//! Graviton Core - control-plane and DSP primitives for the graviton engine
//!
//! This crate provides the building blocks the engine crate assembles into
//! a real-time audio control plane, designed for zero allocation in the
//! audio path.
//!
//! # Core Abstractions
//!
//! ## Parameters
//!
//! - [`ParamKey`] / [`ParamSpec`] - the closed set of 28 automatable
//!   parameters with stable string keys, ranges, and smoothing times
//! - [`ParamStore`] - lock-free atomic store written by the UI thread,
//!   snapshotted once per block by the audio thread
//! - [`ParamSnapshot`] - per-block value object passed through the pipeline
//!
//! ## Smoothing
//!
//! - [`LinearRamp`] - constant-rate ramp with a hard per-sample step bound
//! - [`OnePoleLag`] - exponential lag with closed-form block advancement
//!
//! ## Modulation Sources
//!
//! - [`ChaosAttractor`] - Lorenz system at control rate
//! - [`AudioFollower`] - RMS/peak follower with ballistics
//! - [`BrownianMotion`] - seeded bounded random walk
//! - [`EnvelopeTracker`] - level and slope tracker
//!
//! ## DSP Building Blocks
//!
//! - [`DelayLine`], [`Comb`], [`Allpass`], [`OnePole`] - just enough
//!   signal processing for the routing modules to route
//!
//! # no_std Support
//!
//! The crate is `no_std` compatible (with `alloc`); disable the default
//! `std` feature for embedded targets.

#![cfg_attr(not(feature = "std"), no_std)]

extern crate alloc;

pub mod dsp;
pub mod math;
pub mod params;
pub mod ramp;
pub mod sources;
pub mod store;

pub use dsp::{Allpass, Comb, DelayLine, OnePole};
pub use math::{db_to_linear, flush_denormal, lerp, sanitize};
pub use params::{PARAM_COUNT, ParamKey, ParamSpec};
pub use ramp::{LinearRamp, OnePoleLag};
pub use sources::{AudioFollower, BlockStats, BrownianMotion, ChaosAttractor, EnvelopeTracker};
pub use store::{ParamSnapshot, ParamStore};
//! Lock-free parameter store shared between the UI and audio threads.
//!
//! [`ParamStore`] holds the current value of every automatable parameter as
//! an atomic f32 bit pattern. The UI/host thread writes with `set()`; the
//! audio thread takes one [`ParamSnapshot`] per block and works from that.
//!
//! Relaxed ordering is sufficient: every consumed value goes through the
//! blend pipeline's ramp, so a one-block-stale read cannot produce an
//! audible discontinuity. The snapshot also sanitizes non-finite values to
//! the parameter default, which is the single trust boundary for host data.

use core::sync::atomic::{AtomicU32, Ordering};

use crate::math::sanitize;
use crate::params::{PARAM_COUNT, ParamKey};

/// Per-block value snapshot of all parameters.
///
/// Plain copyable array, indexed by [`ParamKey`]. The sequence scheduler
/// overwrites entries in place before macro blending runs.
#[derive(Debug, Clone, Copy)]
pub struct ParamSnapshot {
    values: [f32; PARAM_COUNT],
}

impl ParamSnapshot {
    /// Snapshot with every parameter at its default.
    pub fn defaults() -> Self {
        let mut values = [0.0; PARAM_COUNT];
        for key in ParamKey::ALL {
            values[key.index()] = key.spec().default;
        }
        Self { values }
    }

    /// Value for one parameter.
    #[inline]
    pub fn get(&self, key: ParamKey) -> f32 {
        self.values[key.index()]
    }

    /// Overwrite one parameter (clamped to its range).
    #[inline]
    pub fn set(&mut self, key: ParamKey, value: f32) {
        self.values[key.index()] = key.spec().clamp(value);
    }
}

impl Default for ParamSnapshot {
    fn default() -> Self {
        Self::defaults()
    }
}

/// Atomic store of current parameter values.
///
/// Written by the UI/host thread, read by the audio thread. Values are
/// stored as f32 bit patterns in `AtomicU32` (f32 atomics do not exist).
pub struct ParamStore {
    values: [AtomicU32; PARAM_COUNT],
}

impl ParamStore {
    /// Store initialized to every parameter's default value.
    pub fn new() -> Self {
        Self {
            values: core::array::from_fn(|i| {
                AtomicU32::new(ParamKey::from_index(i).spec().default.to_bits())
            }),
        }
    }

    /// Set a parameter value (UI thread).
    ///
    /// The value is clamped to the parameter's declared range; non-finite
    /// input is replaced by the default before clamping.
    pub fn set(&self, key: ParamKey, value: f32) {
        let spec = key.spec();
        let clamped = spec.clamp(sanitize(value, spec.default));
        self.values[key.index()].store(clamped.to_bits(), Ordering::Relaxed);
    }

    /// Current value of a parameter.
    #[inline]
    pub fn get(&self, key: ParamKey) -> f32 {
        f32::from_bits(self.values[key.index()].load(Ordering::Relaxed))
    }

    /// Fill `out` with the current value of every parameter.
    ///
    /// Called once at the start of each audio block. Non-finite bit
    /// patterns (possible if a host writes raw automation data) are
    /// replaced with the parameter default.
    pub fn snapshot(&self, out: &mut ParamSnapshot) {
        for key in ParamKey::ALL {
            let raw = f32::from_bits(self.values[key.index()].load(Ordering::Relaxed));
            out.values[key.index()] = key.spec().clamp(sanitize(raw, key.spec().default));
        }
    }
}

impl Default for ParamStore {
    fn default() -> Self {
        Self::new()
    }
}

.....

EXERCISE DETAILS: Your response must repeat all of the material above exactly.

SOLUTION TO THIS TASK:
//! Graviton Core - control-plane and DSP primitives for the graviton engine
//!
//! This crate provides the building blocks the engine crate assembles into
//! a real-time audio control plane, designed for zero allocation in the
//! audio path.
//!
//! # Core Abstractions
//!
//! ## Parameters
//!
//! - [`ParamKey`] / [`ParamSpec`] - the closed set of 28 automatable
//!   parameters with stable string keys, ranges, and smoothing times
//! - [`ParamStore`] - lock-free atomic store written by the UI thread,
//!   snapshotted once per block by the audio thread
//! - [`ParamSnapshot`] - per-block value object passed through the pipeline
//!
//! ## Smoothing
//!
//! - [`LinearRamp`] - constant-rate ramp with a hard per-sample step bound
//! - [`OnePoleLag`] - exponential lag with closed-form block advancement
//!
//! ## Modulation Sources
//!
//! - [`ChaosAttractor`] - Lorenz system at control rate
//! - [`AudioFollower`] - RMS/peak follower with ballistics
//! - [`BrownianMotion`] - seeded bounded random walk
//! - [`EnvelopeTracker`] - level and slope tracker
//!
//! ## DSP Building Blocks
//!
//! - [`DelayLine`], [`Comb`], [`Allpass`], [`OnePole`] - just enough
//!   signal processing for the routing modules to route
//!
//! # no_std Support
//!
//! The crate is `no_std` compatible (with `alloc`); disable the default
//! `std` feature for embedded targets.

#![cfg_attr(not(feature = "std"), no_std)]

extern crate alloc;

pub mod dsp;
pub mod math;
pub mod params;
pub mod ramp;
pub mod sources;
pub mod store;

pub use dsp::{Allpass, Comb, DelayLine, OnePole};
pub use math::{db_to_linear, flush_denormal, lerp, sanitize};
pub use params::{PARAM_COUNT, ParamKey, ParamSpec};
pub use ramp::{LinearRamp, OnePoleLag};
pub use sources::{AudioFollower, BlockStats, BrownianMotion, ChaosAttractor, EnvelopeTracker};
pub use store::{ParamSnapshot, ParamStore};
//! Lock-free parameter store shared between the UI and audio threads.
//!
//! [`ParamStore`] holds the current value of every automatable parameter as
//! an atomic f32 bit pattern. The UI/host thread writes with `set()`; the
//! audio thread takes one [`ParamSnapshot`] per block and works from that.
//!
//! Relaxed ordering is sufficient: every consumed value goes through the
//! blend pipeline's ramp, so a one-block-stale read cannot produce an
//! audible discontinuity. The snapshot also sanitizes non-finite values to
//! the parameter default, which is the single trust boundary for host data.

use core::sync::atomic::{AtomicU32, Ordering};

use crate::math::sanitize;
use crate::params::{PARAM_COUNT, ParamKey};

/// Per-block value snapshot of all parameters.
///
/// Plain copyable array, indexed by [`ParamKey`]. The sequence scheduler
/// overwrites entries in place before macro blending runs.
#[derive(Debug, Clone, Copy)]
pub struct ParamSnapshot {
    values: [f32; PARAM_COUNT],
}

impl ParamSnapshot {
    /// Snapshot with every parameter at its default.
    pub fn defaults() -> Self {
        let mut values = [0.0; PARAM_COUNT];
        for key in ParamKey::ALL {
            values[key.index()] = key.spec().default;
        }
        Self { values }
    }

    /// Value for one parameter.
    #[inline]
    pub fn get(&self, key: ParamKey) -> f32 {
        self.values[key.index()]
    }

    /// Overwrite one parameter (clamped to its range).
    #[inline]
    pub fn set(&mut self, key: ParamKey, value: f32) {
        self.values[key.index()] = key.spec().clamp(value);
    }
}

impl Default for ParamSnapshot {
    fn default() -> Self {
        Self::defaults()
    }
}

/// Atomic store of current parameter values.
///
/// Written by the UI/host thread, read by the audio thread. Values are
/// stored as f32 bit patterns in `AtomicU32` (f32 atomics do not exist).
pub struct ParamStore {
    values: [AtomicU32; PARAM_COUNT],
}

impl ParamStore {
    /// Store initialized to every parameter's default value.
    pub fn new() -> Self {
        Self {
            values: core::array::from_fn(|i| {
                AtomicU32::new(ParamKey::from_index(i).spec().default.to_bits())
            }),
        }
    }

    /// Set a parameter value (UI thread).
    ///
    /// The value is clamped to the parameter's declared range; non-finite
    /// input is replaced by the default before clamping.
    pub fn set(&self, key: ParamKey, value: f32) {
        let spec = key.spec();
        let clamped = spec.clamp(sanitize(value, spec.default));
        self.values[key.index()].store(clamped.to_bits(), Ordering::Relaxed);
    }

    /// Current value of a parameter.
    #[inline]
    pub fn get(&self, key: ParamKey) -> f32 {
        f32::from_bits(self.values[key.index()].load(Ordering::Relaxed))
    }

    /// Fill `out` with the current value of every parameter.
    ///
    /// Called once at the start of each audio block. Non-finite bit
    /// patterns (possible if a host writes raw automation data) are
    /// replaced with the parameter default.
    pub fn snapshot(&self, out: &mut ParamSnapshot) {
        for key in ParamKey::ALL {
            let raw = f32::from_bits(self.values[key.index()].load(Ordering::Relaxed));
            out.values[key.index()] = key.spec().clamp(sanitize(raw, key.spec().default));
        }
    }
}

impl Default for ParamStore {
    fn default() -> Self {
        Self::new()
    }
}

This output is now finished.